Below are lines of data, and only some are wanted. Please repeat exactly those from the line that has "use std::sync::RwLock;" through the line that has "async fn recent_sites(&self)".

(RECORDS PROVIDED begins)

use async_trait::async_trait;
use adgate_core::targeting::{
    AdPreferenceSnapshot, AdPreferences, AntiTargetingResource, BrowsingHistory, ConversionQueue,
    ConversionStore, SplitTestAssignment, SubdivisionTargeting, UserModelBuilder,
};
use adgate_core::{CoreError, CoreResult};
use adgate_shared::{Ad, ConfirmationType, UserModel};
use std::collections::{HashMap, HashSet};
use std::sync::RwLock;

/// Fixed targeting resources, for tests and the simulator.
///
/// Implements every targeting collaborator from values supplied up front.
#[derive(Default)]
pub struct StaticResources {
    pub subdivision_code: Option<String>,
    pub anti_targeting: HashMap<String, Vec<String>>,
    pub browsing_history: Vec<String>,
    pub converted_creative_sets: HashSet<String>,
    pub split_test_group: Option<String>,
    pub preferences: AdPreferenceSnapshot,
    user_model: RwLock<UserModel>,
    queued_conversions: RwLock<Vec<(String, ConfirmationType)>>,
}

impl StaticResources {
    pub fn new(user_model: UserModel) -> Self {
        Self {
            user_model: RwLock::new(user_model),
            ..Default::default()
        }
    }

    pub fn set_user_model(&self, user_model: UserModel) {
        *self.user_model.write().unwrap_or_else(|e| e.into_inner()) = user_model;
    }

    /// Creative instance ids handed to the conversion queue, in order
    pub fn queued_conversions(&self) -> Vec<(String, ConfirmationType)> {
        self.queued_conversions
            .read()
            .unwrap_or_else(|e| e.into_inner())
            .clone()
    }
}

#[async_trait]
impl SubdivisionTargeting for StaticResources {
    async fn code(&self) -> Option<String> {
        self.subdivision_code.clone()
    }
}

impl AntiTargetingResource for StaticResources {
    fn sites_for_creative_set(&self, creative_set_id: &str) -> Vec<String> {
        self.anti_targeting
            .get(creative_set_id)
            .cloned()
            .unwrap_or_default()
    }
}

#[async_trait]
impl BrowsingHistory for StaticResources {
    async fn recent_sites(&self) -> CoreResult<Vec<String>> {
        Ok(self.browsing_history.clone())
    }
}

#[async_trait]
impl ConversionStore for StaticResources {
    async fn converted_creative_set_ids(&self) -> CoreResult<HashSet<String>> {
        Ok(self.converted_creative_sets.clone())
    }
}

impl SplitTestAssignment for StaticResources {
    fn group(&self) -> Option<String> {
        self.split_test_group.clone()
    }
}

#[async_trait]
impl AdPreferences for StaticResources {
    async fn snapshot(&self) -> CoreResult<AdPreferenceSnapshot> {
        Ok(self.preferences.clone())
    }
}

#[async_trait]
impl UserModelBuilder for StaticResources {
    async fn build(&self) -> CoreResult<UserModel> {
        self.user_model
            .read()
            .map(|user_model| user_model.clone())
            .map_err(|_| CoreError::Internal("User model lock poisoned".to_string()))
    }
}

#[async_trait]
impl ConversionQueue for StaticResources {
    async fn add(&self, ad: &Ad, confirmation_type: ConfirmationType) -> CoreResult<()> {
        self.queued_conversions
            .write()
            .map_err(|_| CoreError::Internal("Conversion queue lock poisoned".to_string()))?
            .push((ad.creative_instance_id.clone(), confirmation_type));
        Ok(())
    }
}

(RECORDS PROVIDED ends)

* **WRITTEN SOLUTION**
use std::sync::RwLock;

/// Fixed targeting resources, for tests and the simulator.
///
/// Implements every targeting collaborator from values supplied up front.
#[derive(Default)]
pub struct StaticResources {
    pub subdivision_code: Option<String>,
    pub anti_targeting: HashMap<String, Vec<String>>,
    pub browsing_history: Vec<String>,
    pub converted_creative_sets: HashSet<String>,
    pub split_test_group: Option<String>,
    pub preferences: AdPreferenceSnapshot,
    user_model: RwLock<UserModel>,
    queued_conversions: RwLock<Vec<(String, ConfirmationType)>>,
}

impl StaticResources {
    pub fn new(user_model: UserModel) -> Self {
        Self {
            user_model: RwLock::new(user_model),
            ..Default::default()
        }
    }

    pub fn set_user_model(&self, user_model: UserModel) {
        *self.user_model.write().unwrap_or_else(|e| e.into_inner()) = user_model;
    }

    /// Creative instance ids handed to the conversion queue, in order
    pub fn queued_conversions(&self) -> Vec<(String, ConfirmationType)> {
        self.queued_conversions
            .read()
            .unwrap_or_else(|e| e.into_inner())
            .clone()
    }
}

#[async_trait]
impl SubdivisionTargeting for StaticResources {
    async fn code(&self) -> Option<String> {
        self.subdivision_code.clone()
    }
}

impl AntiTargetingResource for StaticResources {
    fn sites_for_creative_set(&self, creative_set_id: &str) -> Vec<String> {
        self.anti_targeting
            .get(creative_set_id)
            .cloned()
            .unwrap_or_default()
    }
}

#[async_trait]
impl BrowsingHistory for StaticResources {
    async fn recent_sites(&self) -> CoreResult<Vec<String>> {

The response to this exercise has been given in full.